The pending bill, introduced by subcommittee Chairman Lionel Van Deerlin (D-Calif.) and ranking Republican member Louis Frey Jr. (R-Fla.), would centralize the power of spectrum allocation in a single executive branch agency with a single administrator.
"The allocation of broadcast frequencies may be the commission's most important function," FCC Chairman Charles Ferris said yesterday. He said an independent multi-member agency's internal checks and balances, diversity of ideology, and relative insulation from political and economic pressures made it a logical place to assure that the power implicit in granting access to channels of communication isn't abused.
Ferris worried that the proposed change "could seriously erode mechanisms created by the Congress to insulate broadcasting from direct or indirect government control."
Like his colleagues, FFC member Joseph Fogarty agreed. Because spectrum allocation involves "such intensely competing private interests for such an extremely valuable government privilege, that process should not be left so completely to the discretion of a single executive branch administrator," he said.
That provision of the bill was the only one addressed so far that appeared to elicit a unanimous view from the six members of the seven-member agency who testified. Abbott Washburn told the subcommittee he believed the present regulatory structure is "sound" and "works reasonably well and feels there should be a "strong presumption in favor of retaining it. But most members seemed to support the basic idea behind the pending bill: that greater reliance on arketplace forces and reduced federal regulation is possible and desirable.

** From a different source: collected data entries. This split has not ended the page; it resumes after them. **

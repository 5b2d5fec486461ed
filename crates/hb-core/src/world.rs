//! The immutable world catalog and its validating builder.

use std::collections::HashMap;

use crate::error::{CoreError, CoreResult};
use crate::id::{ItemId, LocationId, MonsterId, QuestId};
use crate::item::{Item, ItemKind};
use crate::location::{Location, Vendor};
use crate::monster::MonsterTemplate;
use crate::quest::Quest;

/// The catalog of all game content.
///
/// Built once at startup through [`WorldBuilder`] and immutable afterwards,
/// with one exception: vendor stock, which trade actions move items in and
/// out of. Lookups return `None` for unknown IDs; callers whose IDs come from
/// the catalog itself may treat that as a fatal configuration error.
#[derive(Debug, Clone)]
pub struct World {
    items: HashMap<ItemId, Item>,
    monsters: HashMap<MonsterId, MonsterTemplate>,
    quests: HashMap<QuestId, Quest>,
    locations: HashMap<LocationId, Location>,
    home: LocationId,
}

impl World {
    /// Look up an item definition.
    pub fn item(&self, id: ItemId) -> Option<&Item> {
        self.items.get(&id)
    }

    /// Look up a monster template.
    pub fn monster(&self, id: MonsterId) -> Option<&MonsterTemplate> {
        self.monsters.get(&id)
    }

    /// Look up a quest definition.
    pub fn quest(&self, id: QuestId) -> Option<&Quest> {
        self.quests.get(&id)
    }

    /// Look up a location.
    pub fn location(&self, id: LocationId) -> Option<&Location> {
        self.locations.get(&id)
    }

    /// The designated home location, where defeated players wake up.
    pub fn home(&self) -> LocationId {
        self.home
    }

    /// Iterate over all item definitions (unordered).
    pub fn items(&self) -> impl Iterator<Item = &Item> {
        self.items.values()
    }

    /// Iterate over all locations (unordered).
    pub fn locations(&self) -> impl Iterator<Item = &Location> {
        self.locations.values()
    }

    /// Mutable access to the vendor at a location, if one works there.
    ///
    /// This is the only mutation the catalog supports after construction.
    pub fn vendor_mut(&mut self, location: LocationId) -> Option<&mut Vendor> {
        self.locations.get_mut(&location)?.vendor.as_mut()
    }
}

/// Builds a [`World`], rejecting duplicate IDs as entries are added and
/// validating every cross-reference at [`build`](WorldBuilder::build).
#[derive(Debug, Default)]
pub struct WorldBuilder {
    items: HashMap<ItemId, Item>,
    monsters: HashMap<MonsterId, MonsterTemplate>,
    quests: HashMap<QuestId, Quest>,
    locations: HashMap<LocationId, Location>,
    home: Option<LocationId>,
}

impl WorldBuilder {
    /// Create an empty builder.
    pub fn new() -> Self {
        Self::default()
    }

    /// Add an item definition.
    pub fn add_item(&mut self, item: Item) -> CoreResult<()> {
        if self.items.contains_key(&item.id) {
            return Err(CoreError::DuplicateItem(item.id));
        }
        self.items.insert(item.id, item);
        Ok(())
    }

    /// Add a monster template.
    pub fn add_monster(&mut self, monster: MonsterTemplate) -> CoreResult<()> {
        if self.monsters.contains_key(&monster.id) {
            return Err(CoreError::DuplicateMonster(monster.id));
        }
        self.monsters.insert(monster.id, monster);
        Ok(())
    }

    /// Add a quest definition.
    pub fn add_quest(&mut self, quest: Quest) -> CoreResult<()> {
        if self.quests.contains_key(&quest.id) {
            return Err(CoreError::DuplicateQuest(quest.id));
        }
        self.quests.insert(quest.id, quest);
        Ok(())
    }

    /// Add a location.
    pub fn add_location(&mut self, location: Location) -> CoreResult<()> {
        if self.locations.contains_key(&location.id) {
            return Err(CoreError::DuplicateLocation(location.id));
        }
        self.locations.insert(location.id, location);
        Ok(())
    }

    /// Designate the home location.
    pub fn home(&mut self, location: LocationId) {
        self.home = Some(location);
    }

    /// Validate all cross-references and produce the finished [`World`].
    pub fn build(self) -> CoreResult<World> {
        let home = self
            .home
            .filter(|h| self.locations.contains_key(h))
            .ok_or(CoreError::MissingHome)?;

        for item in self.items.values() {
            if let ItemKind::Weapon {
                min_damage,
                max_damage,
            } = item.kind
            {
                if min_damage < 0 || min_damage > max_damage {
                    return Err(CoreError::InvalidDamageRange {
                        item: item.id,
                        min_damage,
                        max_damage,
                    });
                }
            }
        }

        for monster in self.monsters.values() {
            if monster.max_damage < 0 {
                return Err(CoreError::NegativeMonsterDamage {
                    monster: monster.id,
                    max_damage: monster.max_damage,
                });
            }
            for entry in &monster.loot_table {
                self.check_item(entry.item, format!("loot table of monster {}", monster.id))?;
                if entry.drop_percentage > 100 {
                    return Err(CoreError::InvalidDropPercentage {
                        monster: monster.id,
                        item: entry.item,
                        percentage: entry.drop_percentage,
                    });
                }
            }
        }

        for quest in self.quests.values() {
            self.check_item(quest.reward_item, format!("reward of quest {}", quest.id))?;
            for requirement in &quest.requirements {
                self.check_item(
                    requirement.item,
                    format!("requirements of quest {}", quest.id),
                )?;
            }
        }

        for location in self.locations.values() {
            let context = format!("location {}", location.id);
            if let Some(item) = location.required_item {
                self.check_item(item, context.clone())?;
            }
            if let Some(quest) = location.quest {
                if !self.quests.contains_key(&quest) {
                    return Err(CoreError::UnknownQuest { context, quest });
                }
            }
            for spawn in &location.monsters {
                if !self.monsters.contains_key(&spawn.monster) {
                    return Err(CoreError::UnknownMonster {
                        context,
                        monster: spawn.monster,
                    });
                }
                if spawn.weight == 0 {
                    return Err(CoreError::ZeroSpawnWeight {
                        location: location.id,
                        monster: spawn.monster,
                    });
                }
            }
            if let Some(vendor) = &location.vendor {
                for line in vendor.inventory.lines() {
                    self.check_item(line.item, format!("stock of vendor \"{}\"", vendor.name))?;
                    // Stocked items must carry a real price.
                    if self.items.get(&line.item).is_some_and(|i| !i.is_sellable()) {
                        return Err(CoreError::UnsellableVendorStock {
                            vendor: vendor.name.clone(),
                            item: line.item,
                        });
                    }
                }
            }
            for exit in [location.north, location.east, location.south, location.west]
                .into_iter()
                .flatten()
            {
                if !self.locations.contains_key(&exit) {
                    return Err(CoreError::UnknownLocation {
                        context,
                        location: exit,
                    });
                }
            }
        }

        Ok(World {
            items: self.items,
            monsters: self.monsters,
            quests: self.quests,
            locations: self.locations,
            home,
        })
    }

    fn check_item(&self, item: ItemId, context: String) -> CoreResult<()> {
        if self.items.contains_key(&item) {
            Ok(())
        } else {
            Err(CoreError::UnknownItem { context, item })
        }
    }
}
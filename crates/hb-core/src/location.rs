//! Location definitions, directions, and vendors.

use std::fmt;

use serde::{Deserialize, Serialize};

use crate::id::{ItemId, LocationId, MonsterId, QuestId};
use crate::inventory::Inventory;

/// A compass direction the player can travel in.
#[derive(Debug, Clone, Copy, PartialEq, Eq, Hash, Serialize, Deserialize)]
pub enum Direction {
    /// North.
    North,
    /// East.
    East,
    /// South.
    South,
    /// West.
    West,
}

impl Direction {
    /// All four directions, in display order.
    pub const ALL: [Direction; 4] = [
        Direction::North,
        Direction::East,
        Direction::South,
        Direction::West,
    ];

    /// Parse a direction name or single-letter abbreviation.
    pub fn parse(input: &str) -> Option<Self> {
        match input.to_lowercase().as_str() {
            "north" | "n" => Some(Direction::North),
            "east" | "e" => Some(Direction::East),
            "south" | "s" => Some(Direction::South),
            "west" | "w" => Some(Direction::West),
            _ => None,
        }
    }

    /// The lowercase direction name.
    pub fn name(&self) -> &'static str {
        match self {
            Direction::North => "north",
            Direction::East => "east",
            Direction::South => "south",
            Direction::West => "west",
        }
    }
}

impl fmt::Display for Direction {
    fn fmt(&self, f: &mut fmt::Formatter<'_>) -> fmt::Result {
        write!(f, "{}", self.name())
    }
}

/// One entry in a location's weighted monster-encounter table.
#[derive(Debug, Clone, Copy, PartialEq, Eq, Serialize, Deserialize)]
pub struct MonsterSpawn {
    /// The monster template that can appear here.
    pub monster: MonsterId,
    /// Relative spawn weight (> 0; weights need not total 100).
    pub weight: u32,
}

/// A trader working at a location.
///
/// The vendor's stock is the one piece of catalog state mutated after world
/// construction — trade moves items between it and the player.
#[derive(Debug, Clone, PartialEq, Eq, Serialize, Deserialize)]
pub struct Vendor {
    /// Display name.
    pub name: String,
    /// Items for sale.
    pub inventory: Inventory,
}

impl Vendor {
    /// Create a vendor with empty stock.
    pub fn new(name: impl Into<String>) -> Self {
        Self {
            name: name.into(),
            inventory: Inventory::new(),
        }
    }

    /// Stock the vendor with units of an item.
    pub fn with_stock(mut self, item: ItemId, quantity: u32) -> Self {
        self.inventory.add(item, quantity);
        self
    }
}

/// A place on the world map.
///
/// Neighbor links form a directed graph; a link back is not required.
#[derive(Debug, Clone, PartialEq, Eq, Serialize, Deserialize)]
pub struct Location {
    /// Catalog identifier.
    pub id: LocationId,
    /// Display name.
    pub name: String,
    /// Narrated when the location is described.
    pub description: String,
    /// Item the player must hold to enter, if any.
    pub required_item: Option<ItemId>,
    /// Quest offered here, if any.
    pub quest: Option<QuestId>,
    /// Weighted monster-encounter table (empty when nothing spawns here).
    pub monsters: Vec<MonsterSpawn>,
    /// Trader working here, if any.
    pub vendor: Option<Vendor>,
    /// Neighbor to the north.
    pub north: Option<LocationId>,
    /// Neighbor to the east.
    pub east: Option<LocationId>,
    /// Neighbor to the south.
    pub south: Option<LocationId>,
    /// Neighbor to the west.
    pub west: Option<LocationId>,
}

impl Location {
    /// Create a location with no requirements, quest, monsters, vendor,
    /// or neighbors.
    pub fn new(id: LocationId, name: impl Into<String>, description: impl Into<String>) -> Self {
        Self {
            id,
            name: name.into(),
            description: description.into(),
            required_item: None,
            quest: None,
            monsters: Vec::new(),
            vendor: None,
            north: None,
            east: None,
            south: None,
            west: None,
        }
    }

    /// Require an item to enter.
    pub fn with_required_item(mut self, item: ItemId) -> Self {
        self.required_item = Some(item);
        self
    }

    /// Offer a quest here.
    pub fn with_quest(mut self, quest: QuestId) -> Self {
        self.quest = Some(quest);
        self
    }

    /// Append a weighted monster spawn.
    pub fn with_monster(mut self, monster: MonsterId, weight: u32) -> Self {
        self.monsters.push(MonsterSpawn { monster, weight });
        self
    }

    /// Place a vendor here.
    pub fn with_vendor(mut self, vendor: Vendor) -> Self {
        self.vendor = Some(vendor);
        self
    }

    /// The neighbor in the given direction, if any.
    pub fn neighbor(&self, direction: Direction) -> Option<LocationId> {
        match direction {
            Direction::North => self.north,
            Direction::East => self.east,
            Direction::South => self.south,
            Direction::West => self.west,
        }
    }

    /// Directions with a neighbor, in display order.
    pub fn exits(&self) -> Vec<Direction> {
        Direction::ALL
            .into_iter()
            .filter(|d| self.neighbor(*d).is_some())
            .collect()
    }
}

#[cfg(test)]
mod tests {
    use super::*;

    #[test]
    fn direction_parse_accepts_abbreviations() {
        assert_eq!(Direction::parse("north"), Some(Direction::North));
        assert_eq!(Direction::parse("N"), Some(Direction::North));
        assert_eq!(Direction::parse("w"), Some(Direction::West));
        assert_eq!(Direction::parse("up"), None);
    }

    #[test]
    fn neighbor_lookup_by_direction() {
        let mut square = Location::new(LocationId(2), "Town square", "You see a fountain.");
        square.north = Some(LocationId(4));
        square.south = Some(LocationId(1));

        assert_eq!(square.neighbor(Direction::North), Some(LocationId(4)));
        assert_eq!(square.neighbor(Direction::East), None);
        assert_eq!(square.exits(), vec![Direction::North, Direction::South]);
    }

    #[test]
    fn vendor_stock_merges() {
        let vendor = Vendor::new("Bob the Rat-Catcher")
            .with_stock(ItemId(3), 5)
            .with_stock(ItemId(3), 2);
        assert_eq!(vendor.inventory.quantity_of(ItemId(3)), 7);
    }
}
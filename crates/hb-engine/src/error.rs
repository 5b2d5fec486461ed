//! Error types for the engine.

use hb_core::{ItemId, LocationId};

/// Alias for `Result<T, EngineError>`.
pub type EngineResult<T> = Result<T, EngineError>;

/// Errors that can occur when constructing a game session.
///
/// Running actions never fail; construction is the engine's only fallible
/// surface, reached when restored player state does not fit the world.
#[derive(Debug, thiserror::Error)]
pub enum EngineError {
    /// The player's current location does not exist in the world.
    #[error("player location {0} does not exist in this world")]
    UnknownPlayerLocation(LocationId),

    /// The player's equipped weapon does not exist or is not a weapon.
    #[error("equipped item {0} is not a weapon in this world")]
    InvalidEquippedWeapon(ItemId),
}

It is a direction in which the commission has been moving on its own over the recent past, it was noted.
However, several members strongly urged Congress to retain a "public interest" standard to guide remaining regulation, in addition to a new national policy that communications would be regulated "to the extent marketplace forces are deficient."
Tyrone Brown, the FCC's only black member, took sharp issue with the proposed elimination of the "public interest" standard when issuing broadcast licenses. "The bill would permit broadcasters to totally ignore discussion of controversial issues in their programming," he said. "The bill would permit a return to the disgraceful days when women and minorities were excluded from employment in the industry and therefore were largely excluded from programming decisions."
Because of the physical limitations of the broadcast spectrum, the government grants to some and denies to others "the opportunity to enter a very lucrative field," he said. "I believe operation of broadcast facilities consistent with the public interest is a very small price to pay for entry into this profitable field."
Brown told the subcommittee that, "as a black American," he had vivid recollections of his early experience "when virtually all the people I saw on television were white.
"With commission prodding, things have improved, but I for one would not want to rely solely on the altruism of broadcasters to air programming reflecting the world as it really is," he said.
In accordance with assurances that he was not wedded to specific provisions in the bill, Van Deerlin seemed open yesterday to a number of criticisms raised by the FCC members.
After Margita White, for instance, questioned the wisdom of replacing the current seven members named to seven-year terms with five members with 10-year nonrenewable terms, Van Deerlin told her her remarks "may send the staff back to the drawing boards" on parts of the proposed bill.